Com relação a ALI e AQUI, os poucos dados coletados desses marcadores parecem sugerir que esses itens iniciaram seu processo de emergência posteriormente a AÍ e LÁ, pois há pouca diversidade em seus contextos de uso: ALI e AQUI só apareceram em dois tipos de construção – as construções prototípicas e as existenciais; esses marcadores também predominaram junto a substantivos concretos, com uma frequência de 87,5% para ALI e 100% para AQUI; ALI apareceu em SN que codificavam apenas três funções sintáticas – objeto direto, absolutivo e adjunto adverbial –, ao passo que AQUI apareceu em SN que codificavam apenas duas funções – objeto direto e absolutivo; ambos os marcadores predominaram em SN com status informacional novo, com uma frequência de 87,5% para ALI e 100% para AQUI.
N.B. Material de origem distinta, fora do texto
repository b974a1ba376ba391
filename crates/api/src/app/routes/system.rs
use axum::http::StatusCode;

pub async fn health() -> StatusCode {
    StatusCode::OK
}
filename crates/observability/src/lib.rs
//! Tracing/logging setup shared by the binaries.

/// Initialize process-wide tracing.
///
/// Safe to call multiple times; subsequent calls become no-ops.
pub fn init() {
    tracing::init(tracing::LogFormat::from_env());
}

pub mod tracing;
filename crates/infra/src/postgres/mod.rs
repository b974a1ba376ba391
//! Postgres data mappers.
//!
//! Each repository call checks a connection out of the pool, runs exactly one
//! parameterized statement on it and hands it back when the guard drops (on every
//! exit path, including errors).

use std::time::Duration;

use anyhow::Context;
pub use sqlx::PgPool;
use sqlx::postgres::PgPoolOptions;

mod categories;
mod orders;
mod products;
mod suppliers;
mod users;

pub use categories::PgCategoryRepository;
pub use orders::PgOrderRepository;
pub use products::PgProductRepository;
pub use suppliers::PgSupplierRepository;
pub use users::PgUserRepository;

/// Open a pool against `database_url`.
pub async fn connect(database_url: &str, max_connections: u32) -> anyhow::Result<PgPool> {
    PgPoolOptions::new()
        .max_connections(max_connections)
        .acquire_timeout(Duration::from_secs(5))
        .connect(database_url)
        .await
        .context("failed to connect to Postgres")
}

/// Tables, created if missing.
///
/// Foreign-key columns are plain integers: references are not enforced by the store.
const SCHEMA: &[(&str, &str)] = &[
    (
        "users",
        r#"
        CREATE TABLE IF NOT EXISTS users (
            id            SERIAL PRIMARY KEY,
            email         TEXT NOT NULL UNIQUE,
            password_hash TEXT NOT NULL
        )
        "#,
    ),
    (
        "categories",
        r#"
        CREATE TABLE IF NOT EXISTS categories (
            id   SERIAL PRIMARY KEY,
            name TEXT NOT NULL
        )
        "#,
    ),
    (
        "suppliers",
        r#"
        CREATE TABLE IF NOT EXISTS suppliers (
            id      SERIAL PRIMARY KEY,
            name    TEXT NOT NULL,
            contact TEXT NOT NULL DEFAULT ''
        )
        "#,
    ),
    (
        "products",
        r#"
        CREATE TABLE IF NOT EXISTS products (
            id          SERIAL PRIMARY KEY,
            name        TEXT NOT NULL,
            description TEXT NOT NULL DEFAULT '',
            price       NUMERIC(12, 2) NOT NULL,
            category_id INTEGER NOT NULL,
            supplier_id INTEGER NOT NULL
        )
        "#,
    ),
    (
        "orders",
        r#"
        CREATE TABLE IF NOT EXISTS orders (
            id          SERIAL PRIMARY KEY,
            product_id  INTEGER NOT NULL,
            quantity    INTEGER NOT NULL,
            total_price NUMERIC(12, 2) NOT NULL
        )
        "#,
    ),
];

/// Create any missing tables.
pub async fn ensure_schema(pool: &PgPool) -> anyhow::Result<()> {
    for (table, ddl) in SCHEMA {
        sqlx::query(ddl)
            .execute(pool)
            .await
            .with_context(|| format!("failed to create {table} table"))?;
    }
    tracing::info!(tables = SCHEMA.len(), "database schema ready");
    Ok(())
}
//! HS256 token issuing and verification.

use chrono::{DateTime, Duration, Utc};
use jsonwebtoken::{Algorithm, DecodingKey, EncodingKey, Header, Validation, decode, encode};
use thiserror::Error;

use stockdesk_core::User;

use crate::claims::{JwtClaims, TokenValidationError, validate_claims};

/// Default lifetime of an issued token.
pub const DEFAULT_TOKEN_TTL_MINUTES: i64 = 60;

#[derive(Debug, Error)]
pub enum TokenError {
    /// Malformed token, wrong algorithm or bad signature.
    #[error("invalid token: {0}")]
    Invalid(String),

    /// Signature is fine but the time window is not.
    #[error(transparent)]
    Claims(#[from] TokenValidationError),

    #[error("failed to sign token: {0}")]
    Signing(String),
}

/// A freshly signed bearer token.
#[derive(Debug, Clone, PartialEq, Eq)]
pub struct IssuedToken {
    pub token: String,
    pub expires_at: DateTime<Utc>,
}

/// Produces signed bearer tokens for authenticated users.
pub trait TokenIssuer: Send + Sync {
    fn issue(&self, user: &User, now: DateTime<Utc>) -> Result<IssuedToken, TokenError>;
}

/// Verifies bearer tokens and returns their claims.
pub trait JwtValidator: Send + Sync {
    fn validate(&self, token: &str, now: DateTime<Utc>) -> Result<JwtClaims, TokenError>;
}

/// Shared-secret (HS256) issuer and validator.
#[derive(Clone)]
pub struct Hs256Jwt {
    encoding: EncodingKey,
    decoding: DecodingKey,
    ttl: Duration,
}

impl core::fmt::Debug for Hs256Jwt {
    fn fmt(&self, f: &mut core::fmt::Formatter<'_>) -> core::fmt::Result {
        f.debug_struct("Hs256Jwt").field("ttl", &self.ttl).finish_non_exhaustive()
    }
}

impl Hs256Jwt {
    pub fn new(secret: impl AsRef<[u8]>) -> Self {
        Self::with_ttl(secret, Duration::minutes(DEFAULT_TOKEN_TTL_MINUTES))
    }

    pub fn with_ttl(secret: impl AsRef<[u8]>, ttl: Duration) -> Self {
        let secret = secret.as_ref();
        Self {
            encoding: EncodingKey::from_secret(secret),
            decoding: DecodingKey::from_secret(secret),
            ttl,
        }
    }

    pub fn ttl(&self) -> Duration {
        self.ttl
    }

    fn validation() -> Validation {
        // Time checks run in `validate_claims` against the caller's clock.
        let mut validation = Validation::new(Algorithm::HS256);
        validation.validate_exp = false;
        validation.set_required_spec_claims(&["exp"]);
        validation
    }
}

impl TokenIssuer for Hs256Jwt {
    fn issue(&self, user: &User, now: DateTime<Utc>) -> Result<IssuedToken, TokenError> {
        let expires_at = now + self.ttl;
        let claims = JwtClaims::new(user.id, user.email.clone(), now, expires_at);
        let token = encode(&Header::new(Algorithm::HS256), &claims, &self.encoding)
            .map_err(|e| TokenError::Signing(e.to_string()))?;
        tracing::debug!(user_id = %user.id, %expires_at, "issued token");
        Ok(IssuedToken { token, expires_at })
    }
}

impl JwtValidator for Hs256Jwt {
    fn validate(&self, token: &str, now: DateTime<Utc>) -> Result<JwtClaims, TokenError> {
        let data = decode::<JwtClaims>(token, &self.decoding, &Self::validation())
            .map_err(|e| TokenError::Invalid(e.to_string()))?;
        validate_claims(&data.claims, now)?;
        Ok(data.claims)
    }
}

#[cfg(test)]
mod tests {
    use super::*;
    use stockdesk_core::UserId;

    fn user() -> User {
        User {
            id: UserId::new(3),
            email: "admin@example.com".into(),
            password_hash: String::new(),
        }
    }

    #[test]
    fn issued_token_validates_and_carries_identity() {
        let jwt = Hs256Jwt::new("test-secret");
        let now = Utc::now();
        let issued = jwt.issue(&user(), now).unwrap();
        assert_eq!(issued.expires_at, now + Duration::minutes(DEFAULT_TOKEN_TTL_MINUTES));

        let claims = jwt.validate(&issued.token, now).unwrap();
        assert_eq!(claims.sub, UserId::new(3));
        assert_eq!(claims.email, "admin@example.com");
    }

    #[test]
    fn expired_token_is_rejected() {
        let jwt = Hs256Jwt::with_ttl("test-secret", Duration::minutes(1));
        let now = Utc::now();
        let issued = jwt.issue(&user(), now).unwrap();

        let err = jwt.validate(&issued.token, now + Duration::minutes(2)).unwrap_err();
        assert!(matches!(err, TokenError::Claims(TokenValidationError::Expired)));
    }

    #[test]
    fn token_signed_with_another_secret_is_rejected() {
        let now = Utc::now();
        let issued = Hs256Jwt::new("secret-a").issue(&user(), now).unwrap();
        let err = Hs256Jwt::new("secret-b").validate(&issued.token, now).unwrap_err();
        assert!(matches!(err, TokenError::Invalid(_)));
    }

    #[test]
    fn garbage_is_rejected() {
        let err = Hs256Jwt::new("s").validate("not-a-jwt", Utc::now()).unwrap_err();
        assert!(matches!(err, TokenError::Invalid(_)));
    }
}
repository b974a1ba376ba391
use axum::extract::rejection::JsonRejection;
use axum::http::StatusCode;
use axum::response::IntoResponse;
use serde_json::json;

use stockdesk_core::DomainError;
use stockdesk_infra::RepoError;

pub fn json_error(
    status: StatusCode,
    code: &'static str,
    message: impl Into<String>,
) -> axum::response::Response {
    (
        status,
        axum::Json(json!({
            "error": code,
            "message": message.into(),
        })),
    )
        .into_response()
}

pub fn domain_error_to_response(err: DomainError) -> axum::response::Response {
    match err {
        DomainError::Validation(msg) => json_error(StatusCode::BAD_REQUEST, "validation_error", msg),
        DomainError::InvalidId(msg) => json_error(StatusCode::BAD_REQUEST, "invalid_id", msg),
        DomainError::NotFound => json_error(StatusCode::NOT_FOUND, "not_found", "not found"),
    }
}

/// Store failures are not recoverable by the caller: log and answer 500.
pub fn repo_error_to_response(err: RepoError) -> axum::response::Response {
    tracing::error!(error = %err, "repository call failed");
    json_error(
        StatusCode::INTERNAL_SERVER_ERROR,
        "store_error",
        "the data store could not complete the request",
    )
}

/// Missing fields, wrong types and non-JSON bodies all map to 400.
pub fn body_rejection_to_response(rejection: JsonRejection) -> axum::response::Response {
    json_error(StatusCode::BAD_REQUEST, "invalid_body", rejection.body_text())
}

pub fn not_found(label: &str) -> axum::response::Response {
    json_error(StatusCode::NOT_FOUND, "not_found", format!("{label} not found"))
}
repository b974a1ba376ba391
use rust_decimal::Decimal;
use serde::{Deserialize, Serialize};

use crate::error::{DomainError, DomainResult};
use crate::id::{OrderId, ProductId};
use crate::money::check_money;
use crate::record::{Record, Validate};

/// A single-product order.
///
/// `total_price` is stored exactly as submitted; the server never recomputes it.
#[derive(Debug, Clone, PartialEq, Eq, Serialize, Deserialize)]
#[serde(rename_all = "camelCase")]
pub struct Order {
    pub id: OrderId,
    pub product_id: ProductId,
    pub quantity: i32,
    pub total_price: Decimal,
}

#[derive(Debug, Clone, PartialEq, Eq, Serialize, Deserialize)]
#[serde(rename_all = "camelCase")]
pub struct OrderDraft {
    pub product_id: ProductId,
    pub quantity: i32,
    pub total_price: Decimal,
}

impl Validate for OrderDraft {
    fn validate(&self) -> DomainResult<()> {
        if !self.product_id.is_assigned() {
            return Err(DomainError::validation("productId must be a positive id"));
        }
        if self.quantity <= 0 {
            return Err(DomainError::validation("quantity must be greater than zero"));
        }
        if self.total_price <= Decimal::ZERO {
            return Err(DomainError::validation("totalPrice must be greater than zero"));
        }
        check_money("totalPrice", self.total_price)
    }
}

/// Total for `quantity` units at `unit_price`, or `None` when it overflows.
pub fn order_total(unit_price: Decimal, quantity: i32) -> Option<Decimal> {
    unit_price.checked_mul(Decimal::from(quantity))
}

impl Record for Order {
    type Id = OrderId;
    type Draft = OrderDraft;

    const COLLECTION: &'static str = "orders";
    const LABEL: &'static str = "order";

    fn id(&self) -> OrderId {
        self.id
    }

    fn from_draft(id: OrderId, draft: OrderDraft) -> Self {
        Self {
            id,
            product_id: draft.product_id,
            quantity: draft.quantity,
            total_price: draft.total_price,
        }
    }

    fn to_draft(&self) -> OrderDraft {
        OrderDraft {
            product_id: self.product_id,
            quantity: self.quantity,
            total_price: self.total_price,
        }
    }
}

#[cfg(test)]
mod tests {
    use super::*;
    use proptest::prelude::*;

    #[test]
    fn total_is_price_times_quantity() {
        assert_eq!(order_total(Decimal::new(4999, 2), 3), Some(Decimal::new(14997, 2)));
    }

    #[test]
    fn overflowing_total_is_none() {
        let huge = Decimal::from_i128_with_scale(100_000_000_000_000_000_000, 0);
        assert_eq!(order_total(huge, 1_000_000_000), None);
        assert_eq!(order_total(Decimal::MAX, 2), None);
    }

    #[test]
    fn total_beyond_money_limit_is_rejected() {
        let d = OrderDraft {
            product_id: ProductId::new(1),
            quantity: 1,
            total_price: crate::MONEY_LIMIT,
        };
        assert_eq!(
            d.validate(),
            Err(DomainError::validation("totalPrice must be less than 10000000000"))
        );
    }

    #[test]
    fn total_with_sub_cent_digits_is_rejected() {
        let d = OrderDraft {
            product_id: ProductId::new(1),
            quantity: 1,
            total_price: Decimal::new(10_001, 3),
        };
        assert_eq!(
            d.validate(),
            Err(DomainError::validation("totalPrice must have at most 2 decimal places"))
        );
    }

    #[test]
    fn rejects_zero_total() {
        let d = OrderDraft {
            product_id: ProductId::new(1),
            quantity: 1,
            total_price: Decimal::ZERO,
        };
        assert_eq!(
            d.validate(),
            Err(DomainError::validation("totalPrice must be greater than zero"))
        );
    }

    proptest! {
        #[test]
        fn non_positive_quantity_is_always_rejected(quantity in i32::MIN..=0) {
            let d = OrderDraft {
                product_id: ProductId::new(1),
                quantity,
                total_price: Decimal::ONE,
            };
            prop_assert!(d.validate().is_err());
        }

        #[test]
        fn positive_fields_are_always_accepted(product in 1i32..10_000, quantity in 1i32..10_000, cents in 1i64..1_000_000) {
            let d = OrderDraft {
                product_id: ProductId::new(product),
                quantity,
                total_price: Decimal::new(cents, 2),
            };
            prop_assert!(d.validate().is_ok());
        }
    }
}
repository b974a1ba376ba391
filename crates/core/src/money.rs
//! Bounds for money columns (`NUMERIC(12, 2)`).

use rust_decimal::Decimal;

use crate::error::{DomainError, DomainResult};

/// Digits after the decimal point a stored amount may carry.
pub const MONEY_SCALE: u32 = 2;

/// Smallest amount that no longer fits: 10^10.
pub const MONEY_LIMIT: Decimal = Decimal::from_parts(1_410_065_408, 2, 0, false, 0);

/// Reject amounts the store would round or refuse.
pub(crate) fn check_money(field: &str, value: Decimal) -> DomainResult<()> {
    if value.normalize().scale() > MONEY_SCALE {
        return Err(DomainError::validation(format!(
            "{field} must have at most {MONEY_SCALE} decimal places"
        )));
    }
    if value.abs() >= MONEY_LIMIT {
        return Err(DomainError::validation(format!("{field} must be less than {MONEY_LIMIT}")));
    }
    Ok(())
}
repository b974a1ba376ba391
//! Password hashing (argon2id, PHC string format).

use argon2::password_hash::SaltString;
use argon2::password_hash::rand_core::OsRng;
use argon2::{Argon2, PasswordHash, PasswordHasher, PasswordVerifier};
use thiserror::Error;

#[derive(Debug, Error)]
#[error("failed to hash password: {0}")]
pub struct PasswordError(String);

/// Hash a plaintext password with a fresh random salt.
pub fn hash_password(password: &str) -> Result<String, PasswordError> {
    let salt = SaltString::generate(&mut OsRng);
    let hash = Argon2::default()
        .hash_password(password.as_bytes(), &salt)
        .map_err(|e| PasswordError(e.to_string()))?;
    Ok(hash.to_string())
}

/// Check a plaintext password against a stored PHC hash.
///
/// An unparsable stored hash never matches.
pub fn verify_password(password: &str, hash: &str) -> bool {
    let Ok(parsed) = PasswordHash::new(hash) else {
        return false;
    };
    Argon2::default()
        .verify_password(password.as_bytes(), &parsed)
        .is_ok()
}

#[cfg(test)]
mod tests {
    use super::*;

    #[test]
    fn hash_round_trips_and_is_salted() {
        let a = hash_password("hunter2").unwrap();
        let b = hash_password("hunter2").unwrap();
        assert_ne!(a, b);
        assert!(verify_password("hunter2", &a));
        assert!(!verify_password("hunter3", &a));
    }

    #[test]
    fn plaintext_stored_value_never_matches() {
        assert!(!verify_password("hunter2", "hunter2"));
    }
}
Por fim, acredito que o estatuto de ALI e AQUI entre os marcadores de especificidade ainda não parece estar plenamente assegurado, visto que seu processo de emergência ainda me parece bastante incipiente, podendo vir a se intensificar no futuro, ou não. Talvez a utilização em maior escala de AÍ e LÁ possa desestimular o uso desses itens como marcadores de especificidade. No entanto, essa hipótese ainda necessita ser testada com base em dados mais recentes e/ou em testes de atitude com falantes.